The original settlement of Buttershaw was about 1 mi to the east, which is why Buttershaw's church of St Paul's is in Wibsey. The settlement moved west in the 19th century with the building of Bottomley's Mill on Halifax Road and the construction of workers' cottages (such as Bottomley Street) adjacent to the existing settlement of Beck Hill.

The construction of the council estate moved the centre of the district northward on to what was then farm land, which prior to the 20th century had been extensively mined. The Ordnance Survey map of 1852 shows the density of mines across the area, and that for 1910 shows the conversion to farm land.

== Education ==
Primary schools in the area include Farfield Primary & Nursery School, Reevy Hill Primary School and St Paul's Church of England Primary School. The rugby union player Frank Whitcombe Jr attended Buttershaw St Paul's Church School

Buttershaw Business and Enterprise College is the main secondary school serving the area. It opened in 1956 as Buttershaw Secondary School on Reevy Road. It has since been renamed Buttershaw Comprehensive School, and over the years it has evolved into an Upper, then High School. 2008 saw the opening of a new building at the school. As the new building was opened the school was renamed Buttershaw Business and Enterprise College.
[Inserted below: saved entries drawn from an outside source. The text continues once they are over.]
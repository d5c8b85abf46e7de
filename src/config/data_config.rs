//! 데이터 및 서버 설정 관리 모듈
//!
//! 데이터베이스, 서버, 클라이언트 리다이렉트, 환경 및 보안 관련 설정을 관리합니다.

use std::env;
use std::time::Duration;

/// 애플리케이션 실행 환경
#[derive(Debug, Clone, PartialEq)]
pub enum Environment {
    /// 개발 환경 - 빠른 개발을 위한 설정
    Development,
    /// 테스트 환경 - 자동화된 테스트용 설정
    Test,
    /// 스테이징 환경 - 프로덕션 유사 환경
    Staging,
    /// 프로덕션 환경 - 최고 수준의 보안 및 성능
    Production,
}

impl Environment {
    /// 현재 실행 환경을 감지합니다.
    ///
    /// `ENVIRONMENT` 또는 `NODE_ENV` 환경 변수를 확인하며,
    /// 설정되지 않은 경우 `Production`을 기본값으로 사용합니다.
    pub fn current() -> Self {
        let raw = env::var("ENVIRONMENT")
            .or_else(|_| env::var("NODE_ENV"))
            .unwrap_or_else(|_| "production".to_string());

        Self::from_str(&raw)
    }

    /// 문자열에서 Environment를 생성합니다.
    ///
    /// # Arguments
    ///
    /// * `s` - 환경 이름 문자열 (대소문자 무관)
    ///
    /// # Returns
    ///
    /// 해당하는 Environment 값. 알 수 없는 값인 경우 `Production`을 반환합니다.
    #[allow(clippy::should_implement_trait)]
    pub fn from_str(s: &str) -> Self {
        match s.to_lowercase().as_str() {
            "development" | "dev" => Environment::Development,
            "test" | "testing" => Environment::Test,
            "staging" | "stage" => Environment::Staging,
            _ => Environment::Production,
        }
    }

    pub fn is_production(&self) -> bool {
        matches!(self, Environment::Production)
    }
}

/// 패스워드 해싱 설정
pub struct PasswordConfig;

impl PasswordConfig {
    /// 현재 환경에 맞는 bcrypt cost를 반환합니다.
    ///
    /// `BCRYPT_COST`가 4-15 범위면 그 값을, 아니면 환경별 기본값을 사용합니다.
    pub fn bcrypt_cost() -> u32 {
        env::var("BCRYPT_COST")
            .ok()
            .and_then(|raw| raw.parse::<u32>().ok())
            .filter(|cost| (4..=15).contains(cost))
            .unwrap_or_else(|| Self::bcrypt_cost_for_env(&Environment::current()))
    }

    /// 특정 환경에 대한 bcrypt cost를 반환합니다.
    ///
    /// - Development/Test: 4 (빠른 처리)
    /// - Staging: 10
    /// - Production: 12
    pub fn bcrypt_cost_for_env(env: &Environment) -> u32 {
        match env {
            Environment::Development | Environment::Test => 4,
            Environment::Staging => 10,
            Environment::Production => 12,
        }
    }
}

/// 서버 바인딩 설정
pub struct ServerConfig;

impl ServerConfig {
    /// 서버가 바인딩할 포트. 기본값: 8080 (`PORT` 또는 `SERVER_PORT`)
    pub fn port() -> u16 {
        env::var("PORT")
            .or_else(|_| env::var("SERVER_PORT"))
            .ok()
            .and_then(|raw| raw.parse().ok())
            .unwrap_or(8080)
    }

    /// 서버가 바인딩할 호스트 주소. 기본값: "0.0.0.0"
    pub fn host() -> String {
        env::var("HOST").unwrap_or_else(|_| "0.0.0.0".to_string())
    }

    /// 외부에서 접근 가능한 서버 주소 (OAuth 콜백 URL 조립용)
    ///
    /// `SERVER_HOST`는 스킴을 포함합니다. 예: `http://localhost`
    pub fn public_base_url() -> String {
        let host = env::var("SERVER_HOST").unwrap_or_else(|_| "http://localhost".to_string());
        format!("{}:{}", host.trim_end_matches('/'), Self::port())
    }
}

/// 프론트엔드 클라이언트 설정
///
/// OAuth 로그인 완료 후 토큰을 들고 돌아갈 주소를 결정합니다.
pub struct ClientConfig;

impl ClientConfig {
    /// `CLIENT_HOST` (스킴 포함). 기본값: `http://localhost`
    pub fn host() -> String {
        env::var("CLIENT_HOST").unwrap_or_else(|_| "http://localhost".to_string())
    }

    /// `CLIENT_PORT`. 기본값: 3000
    pub fn port() -> u16 {
        env::var("CLIENT_PORT")
            .ok()
            .and_then(|raw| raw.parse().ok())
            .unwrap_or(3000)
    }

    /// 클라이언트 origin (`host:port`)
    pub fn origin() -> String {
        format!("{}:{}", Self::host().trim_end_matches('/'), Self::port())
    }
}

/// MongoDB 연결 설정
pub struct DatabaseConfig;

impl DatabaseConfig {
    /// `MONGODB_URI`. 기본값: `mongodb://localhost:27017`
    pub fn uri() -> String {
        env::var("MONGODB_URI").unwrap_or_else(|_| "mongodb://localhost:27017".to_string())
    }

    /// `DATABASE_NAME`. 기본값: `suggestion_board_dev`
    pub fn database_name() -> String {
        env::var("DATABASE_NAME").unwrap_or_else(|_| "suggestion_board_dev".to_string())
    }

    /// 서버 선택/연결 타임아웃 (`MONGODB_TIMEOUT_SECS`, 기본 5초)
    ///
    /// 저장소 조회가 이 시간 안에 끝나지 않으면 요청은 일시적 장애로 처리됩니다.
    pub fn timeout() -> Duration {
        let secs = env::var("MONGODB_TIMEOUT_SECS")
            .ok()
            .and_then(|raw| raw.parse::<u64>().ok())
            .unwrap_or(5);
        Duration::from_secs(secs)
    }
}

#[cfg(test)]
mod tests {
    use super::*;

    #[test]
    fn test_environment_from_string() {
        assert_eq!(Environment::from_str("development"), Environment::Development);
        assert_eq!(Environment::from_str("DEV"), Environment::Development);
        assert_eq!(Environment::from_str("test"), Environment::Test);
        assert_eq!(Environment::from_str("production"), Environment::Production);
        assert_eq!(Environment::from_str("unknown"), Environment::Production);
        assert!(Environment::from_str("whatever").is_production());
    }

    #[test]
    fn test_bcrypt_cost_for_each_environment() {
        assert_eq!(PasswordConfig::bcrypt_cost_for_env(&Environment::Development), 4);
        assert_eq!(PasswordConfig::bcrypt_cost_for_env(&Environment::Test), 4);
        assert_eq!(PasswordConfig::bcrypt_cost_for_env(&Environment::Staging), 10);
        assert_eq!(PasswordConfig::bcrypt_cost_for_env(&Environment::Production), 12);
    }

    #[test]
    fn test_server_config_defaults() {
        if env::var("PORT").is_err() && env::var("SERVER_PORT").is_err() {
            assert_eq!(ServerConfig::port(), 8080);
        }

        if env::var("HOST").is_err() {
            assert_eq!(ServerConfig::host(), "0.0.0.0");
        }
    }

    #[test]
    fn test_client_origin_default() {
        if env::var("CLIENT_HOST").is_err() && env::var("CLIENT_PORT").is_err() {
            assert_eq!(ClientConfig::origin(), "http://localhost:3000");
        }
    }
}
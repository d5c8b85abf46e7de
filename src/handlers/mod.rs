//! # HTTP Request Handlers Module
//!
//! HTTP 요청을 처리하는 핸들러 함수들을 정의하는 모듈입니다.
//!
//! ## 아키텍처 위치
//!
//! ```text
//! ┌─────────────────────────────────────────────┐
//!   Client (Browser, Mobile App)
//! └─────────────────────┬───────────────────────┘
//!                       │ x-token / x-refresh-token
//! ┌─────────────────────▼───────────────────────┐
//!   AuthMiddleware - 토큰 게이트웨이
//! ├─────────────────────────────────────────────┤
//!   Handlers (이 모듈) - HTTP 엔드포인트 처리
//! ├─────────────────────────────────────────────┤
//!   Services - 비즈니스 로직
//! ├─────────────────────────────────────────────┤
//!   Repositories - 데이터 접근
//! └─────────────────────────────────────────────┘
//! ```
//!
//! ## 핸들러 규칙
//!
//! - 서비스는 `web::Data<...>`로 주입받습니다.
//! - 인증된 사용자는 `AuthenticatedUser` / `OptionalUser` 추출자로 받습니다.
//! - 반환 타입은 `Result<HttpResponse, AppError>`이며, 에러는 `AppError`의
//!   `ResponseError` 구현이 JSON 응답으로 바꿉니다.
//!
//! ```rust,ignore
//! #[post("/login")]
//! pub async fn login(
//!     user_service: web::Data<UserService>,
//!     payload: web::Json<LoginRequest>,
//! ) -> Result<HttpResponse, AppError> {
//!     let tokens = user_service.login(payload.into_inner()).await?;
//!     Ok(HttpResponse::Ok().json(tokens))
//! }
//! ```

pub mod auth;
pub mod users;
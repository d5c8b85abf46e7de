//! 사용자 엔티티 모듈

pub mod user;

pub use user::{NewUser, User, new_refresh_secret};
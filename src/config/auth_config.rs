//! # Authentication Configuration Module
//!
//! JWT 서명 비밀값, 토큰 수명, Facebook OAuth 클라이언트, OAuth state 설정을 관리합니다.
//!
//! ## 필수 환경 변수 설정
//!
//! ### JWT 토큰 설정
//! ```bash
//! export SERVER_SECRET="your-super-secret-jwt-key"   # JWT_SECRET 도 허용
//! export JWT_EXPIRATION_MINUTES="60"
//! export JWT_REFRESH_EXPIRATION_DAYS="7"
//! ```
//!
//! ### Facebook 로그인 설정
//! ```bash
//! export FACEBOOK_CLIENT_LOGIN_APP_ID="your-app-id"
//! export FACEBOOK_CLIENT_LOGIN_APP_SECRET="your-app-secret"
//! # 생략 시 {SERVER_HOST}:{PORT}/auth/facebook/callback
//! export FACEBOOK_REDIRECT_URI="https://api.example.com/auth/facebook/callback"
//! ```
//!
//! ### OAuth 보안 설정
//! ```bash
//! export OAUTH_STATE_SECRET="your-oauth-state-secret"
//! export OAUTH_SESSION_TIMEOUT_MINUTES="10"
//! ```
//!
//! ## 사용 예제
//!
//! ```rust,ignore
//! use crate::config::{JwtConfig, FacebookOAuthConfig};
//!
//! // 서버 기동 시 한 번만 읽어 TokenService에 주입
//! let secret = JwtConfig::shared_secret()?;
//! let minutes = JwtConfig::access_expiration_minutes();
//!
//! let client_id = FacebookOAuthConfig::client_id()?;
//! ```

use std::env;

use super::data_config::{Environment, ServerConfig};
use crate::errors::AppError;

const DEV_SHARED_SECRET: &str = "dev-only-shared-secret";
const DEV_STATE_SECRET: &str = "dev-only-oauth-state-secret";

/// 필수 환경 변수를 읽습니다. 비어 있거나 없으면 `InternalError`.
fn required_var(name: &str) -> Result<String, AppError> {
    match env::var(name) {
        Ok(value) if !value.trim().is_empty() => Ok(value),
        _ => Err(AppError::InternalError(format!("{} must be set", name))),
    }
}

/// JSON Web Token (JWT) 관련 설정
///
/// 액세스 토큰은 공유 비밀값으로, 리프레시 토큰은 공유 비밀값과 사용자별
/// refresh secret을 이어 붙인 키로 서명됩니다. 공유 비밀값은 기동 시 한 번 읽혀
/// 불변 값으로 전달됩니다.
pub struct JwtConfig;

impl JwtConfig {
    /// 프로세스 전역 공유 비밀값을 반환합니다.
    ///
    /// `SERVER_SECRET`, 없으면 `JWT_SECRET`을 읽습니다.
    ///
    /// # Errors
    ///
    /// 프로덕션에서 값이 없거나 비어 있으면 `AppError::InternalError`.
    /// 그 외 환경에서는 경고 로그와 함께 개발용 기본값을 사용합니다.
    pub fn shared_secret() -> Result<String, AppError> {
        let raw = env::var("SERVER_SECRET").or_else(|_| env::var("JWT_SECRET")).ok();
        Self::resolve_shared_secret(raw, &Environment::current())
    }

    /// 환경별 공유 비밀값 결정 규칙
    pub fn resolve_shared_secret(
        raw: Option<String>,
        environment: &Environment,
    ) -> Result<String, AppError> {
        match raw {
            Some(secret) if !secret.is_empty() => Ok(secret),
            _ if environment.is_production() => Err(AppError::InternalError(
                "SERVER_SECRET must be set in production".to_string(),
            )),
            _ => {
                log::warn!("SERVER_SECRET not set, using default (not secure for production!)");
                Ok(DEV_SHARED_SECRET.to_string())
            }
        }
    }

    /// 액세스 토큰 수명 (분). 기본값 60분
    pub fn access_expiration_minutes() -> i64 {
        env::var("JWT_EXPIRATION_MINUTES")
            .ok()
            .and_then(|raw| raw.parse::<i64>().ok())
            .filter(|minutes| *minutes > 0)
            .unwrap_or(60)
    }

    /// 리프레시 토큰 수명 (일). 기본값 7일
    pub fn refresh_expiration_days() -> i64 {
        env::var("JWT_REFRESH_EXPIRATION_DAYS")
            .ok()
            .and_then(|raw| raw.parse::<i64>().ok())
            .filter(|days| *days > 0)
            .unwrap_or(7)
    }
}

/// Facebook OAuth 2.0 클라이언트 설정
///
/// client_secret은 서버 사이드 코드 교환에만 사용되며 로그에 남기지 않습니다.
pub struct FacebookOAuthConfig;

impl FacebookOAuthConfig {
    /// Facebook 앱 ID (`FACEBOOK_CLIENT_LOGIN_APP_ID`)
    pub fn client_id() -> Result<String, AppError> {
        required_var("FACEBOOK_CLIENT_LOGIN_APP_ID")
    }

    /// Facebook 앱 시크릿 (`FACEBOOK_CLIENT_LOGIN_APP_SECRET`)
    pub fn client_secret() -> Result<String, AppError> {
        required_var("FACEBOOK_CLIENT_LOGIN_APP_SECRET")
    }

    /// OAuth 콜백 URI
    ///
    /// `FACEBOOK_REDIRECT_URI`가 없으면 서버 공개 주소 뒤에 `/auth/facebook/callback`을 붙입니다.
    pub fn redirect_uri() -> String {
        env::var("FACEBOOK_REDIRECT_URI").unwrap_or_else(|_| {
            format!("{}/auth/facebook/callback", ServerConfig::public_base_url())
        })
    }

    /// 로그인 다이얼로그 엔드포인트
    pub fn auth_uri() -> String {
        env::var("FACEBOOK_AUTH_URI")
            .unwrap_or_else(|_| "https://www.facebook.com/v19.0/dialog/oauth".to_string())
    }

    /// code → access_token 교환 엔드포인트
    pub fn token_uri() -> String {
        env::var("FACEBOOK_TOKEN_URI")
            .unwrap_or_else(|_| "https://graph.facebook.com/v19.0/oauth/access_token".to_string())
    }

    /// 프로필 조회 엔드포인트 (`id,email` 필드만 요청)
    pub fn profile_uri() -> String {
        env::var("FACEBOOK_PROFILE_URI")
            .unwrap_or_else(|_| "https://graph.facebook.com/me".to_string())
    }

    /// 요청 스코프
    pub fn scope() -> &'static str {
        "email"
    }
}

/// OAuth 공통 보안 설정
///
/// state 매개변수 서명과 유효 시간을 관리합니다.
pub struct OAuthConfig;

impl OAuthConfig {
    /// OAuth State 서명용 비밀값 (`OAUTH_STATE_SECRET`)
    ///
    /// # Errors
    ///
    /// 프로덕션에서 값이 없거나 비어 있으면 `AppError::InternalError`.
    pub fn state_secret() -> Result<String, AppError> {
        Self::resolve_state_secret(env::var("OAUTH_STATE_SECRET").ok(), &Environment::current())
    }

    /// 환경별 state 비밀값 결정 규칙
    pub fn resolve_state_secret(
        raw: Option<String>,
        environment: &Environment,
    ) -> Result<String, AppError> {
        match raw {
            Some(secret) if !secret.trim().is_empty() => Ok(secret),
            _ if environment.is_production() => Err(AppError::InternalError(
                "OAUTH_STATE_SECRET must be set in production".to_string(),
            )),
            _ => {
                log::warn!("OAUTH_STATE_SECRET not set, using default (not secure for production!)");
                Ok(DEV_STATE_SECRET.to_string())
            }
        }
    }

    /// state 유효 시간 (분). 기본값 10분
    pub fn session_timeout_minutes() -> i64 {
        env::var("OAUTH_SESSION_TIMEOUT_MINUTES")
            .ok()
            .and_then(|raw| raw.parse().ok())
            .unwrap_or(10)
    }
}

/// 지원하는 인증 공급자
#[derive(Debug, Clone, PartialEq, serde::Serialize, serde::Deserialize)]
#[serde(rename_all = "lowercase")]
pub enum AuthProvider {
    /// 이메일/패스워드 인증
    Local,
    /// Facebook OAuth 인증
    Facebook,
}

#[cfg(test)]
mod tests {
    use super::*;

    #[test]
    fn test_auth_provider_serialization() {
        let json = serde_json::to_string(&AuthProvider::Facebook).unwrap();
        assert_eq!(json, "\"facebook\"");
        let back: AuthProvider = serde_json::from_str(&json).unwrap();
        assert_eq!(back, AuthProvider::Facebook);
    }

    #[test]
    fn test_shared_secret_is_required_in_production() {
        let missing = JwtConfig::resolve_shared_secret(None, &Environment::Production);
        assert!(matches!(missing, Err(AppError::InternalError(_))));

        let empty = JwtConfig::resolve_shared_secret(Some(String::new()), &Environment::Production);
        assert!(empty.is_err());
    }

    #[test]
    fn test_state_secret_is_required_in_production() {
        let missing = OAuthConfig::resolve_state_secret(None, &Environment::Production);
        assert!(matches!(missing, Err(AppError::InternalError(_))));

        let blank = OAuthConfig::resolve_state_secret(Some("  ".to_string()), &Environment::Production);
        assert!(blank.is_err());

        let given = OAuthConfig::resolve_state_secret(Some("S".to_string()), &Environment::Production);
        assert_eq!(given.unwrap(), "S");

        let dev = OAuthConfig::resolve_state_secret(None, &Environment::Development).unwrap();
        assert!(!dev.is_empty());
    }

    #[test]
    fn test_shared_secret_dev_fallback() {
        let secret = JwtConfig::resolve_shared_secret(None, &Environment::Development).unwrap();
        assert!(!secret.is_empty());

        let given = JwtConfig::resolve_shared_secret(Some("S".to_string()), &Environment::Production);
        assert_eq!(given.unwrap(), "S");
    }
}
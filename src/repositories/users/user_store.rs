//! 사용자 저장소 계약
//!
//! 토큰 관리자는 [`UserStore::find_user_by_id`] 하나만 사용합니다.
//! 계정 서비스는 그 위에 쓰기 연산을 더한 [`UserRepository`]를 사용합니다.
//!
//! 동시성 제어는 저장소의 책임입니다. refresh secret 교체와 비밀번호 변경은
//! 문서 하나에 대한 단일 원자적 업데이트로 수행되어야 합니다.

use async_trait::async_trait;

use crate::domain::entities::users::{NewUser, User};
use crate::errors::AppResult;

/// 토큰 갱신 경로에서 사용하는 읽기 전용 저장소 인터페이스
#[async_trait]
pub trait UserStore: Send + Sync {
    /// ID로 사용자 조회
    ///
    /// # Returns
    ///
    /// * `Ok(Some(User))` - 사용자 존재
    /// * `Ok(None)` - 해당 ID의 사용자 없음
    ///
    /// # Errors
    ///
    /// * `AppError::DatabaseError` - 조회 실패 또는 타임아웃
    async fn find_user_by_id(&self, id: i64) -> AppResult<Option<User>>;
}

/// 계정 관리용 저장소 인터페이스
#[async_trait]
pub trait UserRepository: UserStore {
    async fn find_by_email(&self, email: &str) -> AppResult<Option<User>>;

    /// Facebook ID 또는 이메일이 일치하는 사용자 조회
    ///
    /// 둘 다 있으면 Facebook ID가 일치하는 사용자를 돌려줍니다.
    async fn find_by_fb_id_or_email(
        &self,
        fb_id: &str,
        email: Option<&str>,
    ) -> AppResult<Option<User>>;

    /// 새 ID를 발급해 사용자를 저장합니다.
    ///
    /// # Errors
    ///
    /// * `AppError::ConflictError` - 이메일 또는 Facebook ID 중복
    async fn create(&self, new_user: NewUser) -> AppResult<User>;

    /// 기존 계정에 Facebook ID 연결
    async fn link_facebook(&self, id: i64, fb_id: &str) -> AppResult<Option<User>>;

    /// 비밀번호 해시와 refresh secret을 한 번의 업데이트로 교체합니다.
    ///
    /// 반환값은 대상 사용자가 존재했는지 여부입니다.
    async fn update_password(
        &self,
        id: i64,
        password_hash: &str,
        refresh_secret: &str,
    ) -> AppResult<bool>;

    /// refresh secret만 교체해 해당 사용자의 모든 리프레시 토큰을 무효화합니다.
    async fn rotate_refresh_secret(&self, id: i64, refresh_secret: &str) -> AppResult<bool>;
}
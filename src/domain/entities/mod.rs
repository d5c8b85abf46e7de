//! 저장소에 영속되는 도메인 엔티티

pub mod users;
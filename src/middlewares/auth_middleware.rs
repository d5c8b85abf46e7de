//! 토큰 게이트웨이 미들웨어
//!
//! `x-token` / `x-refresh-token` 헤더로 요청 주체를 결정합니다.
//! 액세스 토큰이 만료되었고 리프레시 토큰이 유효하면 같은 요청 안에서 조용히 재발급하고,
//! 새 토큰 쌍을 응답 헤더로 돌려줍니다.
//!
//! 미들웨어는 앱 데이터에서 `web::Data<TokenService>`와 `web::Data<dyn UserStore>`를 꺼내 씁니다.

use std::future::{ready, Ready};
use std::rc::Rc;

use actix_web::{
    body::EitherBody,
    dev::{Service, ServiceRequest, ServiceResponse, Transform},
    Error, Result,
};

use crate::domain::models::auth::AuthMode;
use crate::middlewares::auth_inner::AuthMiddlewareService;

/// 토큰 게이트웨이 미들웨어
///
/// | 모드 | 인증 실패 | 저장소 장애 |
/// |------|-----------|-------------|
/// | `required()` | 401 | 503 |
/// | `optional()` | 익명으로 진행 | 익명으로 진행 (warn 로그) |
pub struct AuthMiddleware {
    mode: AuthMode,
}

impl AuthMiddleware {
    pub fn new(mode: AuthMode) -> Self {
        Self { mode }
    }

    /// 인증된 주체가 반드시 필요한 스코프용
    pub fn required() -> Self {
        Self::new(AuthMode::Required)
    }

    /// 익명 접근을 허용하는 스코프용
    pub fn optional() -> Self {
        Self::new(AuthMode::Optional)
    }
}

impl<S, B> Transform<S, ServiceRequest> for AuthMiddleware
where
    S: Service<ServiceRequest, Response = ServiceResponse<B>, Error = Error> + 'static,
    S::Future: 'static,
    B: 'static,
{
    type Response = ServiceResponse<EitherBody<B>>;
    type Error = Error;
    type Transform = AuthMiddlewareService<S>;
    type InitError = ();
    type Future = Ready<Result<Self::Transform, Self::InitError>>;

    fn new_transform(&self, service: S) -> Self::Future {
        ready(Ok(AuthMiddlewareService {
            service: Rc::new(service),
            mode: self.mode.clone(),
        }))
    }
}

#[cfg(test)]
mod tests {
    use std::sync::Arc;

    use actix_web::{test, web, App, HttpResponse};
    use chrono::Duration;

    use super::*;
    use crate::domain::entities::users::{NewUser, User};
    use crate::domain::models::auth::OptionalUser;
    use crate::domain::models::token::{TokenLifetimes, TokenPair};
    use crate::middlewares::{ACCESS_TOKEN_HEADER, REFRESH_TOKEN_HEADER};
    use crate::repositories::users::{InMemoryUserRepository, UserStore};
    use crate::services::auth::TokenService;

    const SECRET: &str = "gateway-test-secret";

    async fn whoami(user: OptionalUser) -> HttpResponse {
        HttpResponse::Ok().json(user.0.map(|u| u.id))
    }

    macro_rules! gateway_app {
        ($store:expr, $middleware:expr) => {
            test::init_service(
                App::new()
                    .app_data(web::Data::new(
                        TokenService::new(SECRET, TokenLifetimes::default()).unwrap(),
                    ))
                    .app_data(web::Data::from($store.clone() as Arc<dyn UserStore>))
                    .service(
                        web::scope("/p")
                            .wrap($middleware)
                            .route("/whoami", web::get().to(whoami)),
                    ),
            )
            .await
        };
    }

    fn seeded_user() -> User {
        let mut user = NewUser::facebook("fb-1".into(), None);
        user.refresh_secret = "R1".into();
        user.into_user(1)
    }

    fn store_with_user() -> Arc<InMemoryUserRepository> {
        let store = Arc::new(InMemoryUserRepository::new());
        store.insert(seeded_user()).unwrap();
        store
    }

    fn issue(lifetimes: TokenLifetimes) -> TokenPair {
        TokenService::new(SECRET, lifetimes)
            .unwrap()
            .issue(&seeded_user())
            .unwrap()
    }

    fn expired() -> TokenLifetimes {
        TokenLifetimes::new(Duration::hours(-1), Duration::days(7))
    }

    fn request(pair: Option<&TokenPair>, refresh: Option<&str>) -> test::TestRequest {
        let mut req = test::TestRequest::get().uri("/p/whoami");
        if let Some(pair) = pair {
            req = req.insert_header((ACCESS_TOKEN_HEADER, pair.token.as_str()));
        }
        if let Some(refresh) = refresh {
            req = req.insert_header((REFRESH_TOKEN_HEADER, refresh));
        }
        req
    }

    #[actix_web::test]
    async fn test_required_rejects_missing_token() {
        let store = store_with_user();
        let app = gateway_app!(store, AuthMiddleware::required());

        let resp = test::call_service(&app, request(None, None).to_request()).await;
        assert_eq!(resp.status(), 401);
    }

    #[actix_web::test]
    async fn test_valid_access_token_passes_without_refresh() {
        let store = store_with_user();
        let app = gateway_app!(store, AuthMiddleware::required());
        let pair = issue(TokenLifetimes::default());

        let resp = test::call_service(&app, request(Some(&pair), None).to_request()).await;
        assert_eq!(resp.status(), 200);
        assert!(resp.headers().get(ACCESS_TOKEN_HEADER).is_none());

        let body: Option<i64> = test::read_body_json(resp).await;
        assert_eq!(body, Some(1));
    }

    #[actix_web::test]
    async fn test_expired_access_token_is_refreshed_silently() {
        let store = store_with_user();
        let app = gateway_app!(store, AuthMiddleware::required());
        let pair = issue(expired());

        let req = request(Some(&pair), Some(&pair.refresh_token)).to_request();
        let resp = test::call_service(&app, req).await;

        assert_eq!(resp.status(), 200);
        let new_token = resp.headers().get(ACCESS_TOKEN_HEADER).unwrap().to_str().unwrap();
        let service = TokenService::new(SECRET, TokenLifetimes::default()).unwrap();
        assert_eq!(service.verify_access(new_token).unwrap().id, 1);
        assert!(resp.headers().get(REFRESH_TOKEN_HEADER).is_some());
        assert_eq!(
            resp.headers().get("access-control-expose-headers").unwrap(),
            "x-token, x-refresh-token"
        );
    }

    #[actix_web::test]
    async fn test_invalid_refresh_token_is_unauthorized() {
        let store = store_with_user();
        let app = gateway_app!(store, AuthMiddleware::required());
        let pair = issue(expired());

        let resp = test::call_service(&app, request(Some(&pair), Some("bogus")).to_request()).await;
        assert_eq!(resp.status(), 401);
    }

    #[actix_web::test]
    async fn test_store_outage_maps_to_503_when_required() {
        let store = store_with_user();
        let app = gateway_app!(store, AuthMiddleware::required());
        let pair = issue(expired());
        store.set_unavailable(true);

        let req = request(Some(&pair), Some(&pair.refresh_token)).to_request();
        let resp = test::call_service(&app, req).await;
        assert_eq!(resp.status(), 503);
    }

    #[actix_web::test]
    async fn test_optional_mode_degrades_to_anonymous() {
        let store = store_with_user();
        let app = gateway_app!(store, AuthMiddleware::optional());
        let pair = issue(expired());

        let resp = test::call_service(&app, request(None, None).to_request()).await;
        assert_eq!(resp.status(), 200);
        let body: Option<i64> = test::read_body_json(resp).await;
        assert_eq!(body, None);

        store.set_unavailable(true);
        let req = request(Some(&pair), Some(&pair.refresh_token)).to_request();
        let resp = test::call_service(&app, req).await;
        assert_eq!(resp.status(), 200);
        let body: Option<i64> = test::read_body_json(resp).await;
        assert_eq!(body, None);
    }
}
//! 사용자 계정 서비스 모듈
//!
//! # Security
//!
//! - bcrypt 비밀번호 해싱 (환경별 cost)
//! - 로그인 실패 사유를 구분하지 않는 단일 에러 메시지
//! - 비밀번호 변경 시 refresh secret 동시 교체

pub mod user_service;

pub use user_service::UserService;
== Appearances in popular culture ==
Buttershaw's council estates gained notoriety in 1986 when they were featured as the setting for most of the scenes in the film Rita, Sue and Bob Too, based on plays by local resident Andrea Dunbar. The estate gained something of a cult status thanks to the film, although at first there was much discontent among local people who complained that it further tarnished the estate's already undesirable reputation.

Clio Barnard's film The Arbor was partly shot in Buttershaw, and in 2013, Buttershaw was the setting for her film The Selfish Giant, which had a limited release but was generally well-received by critics.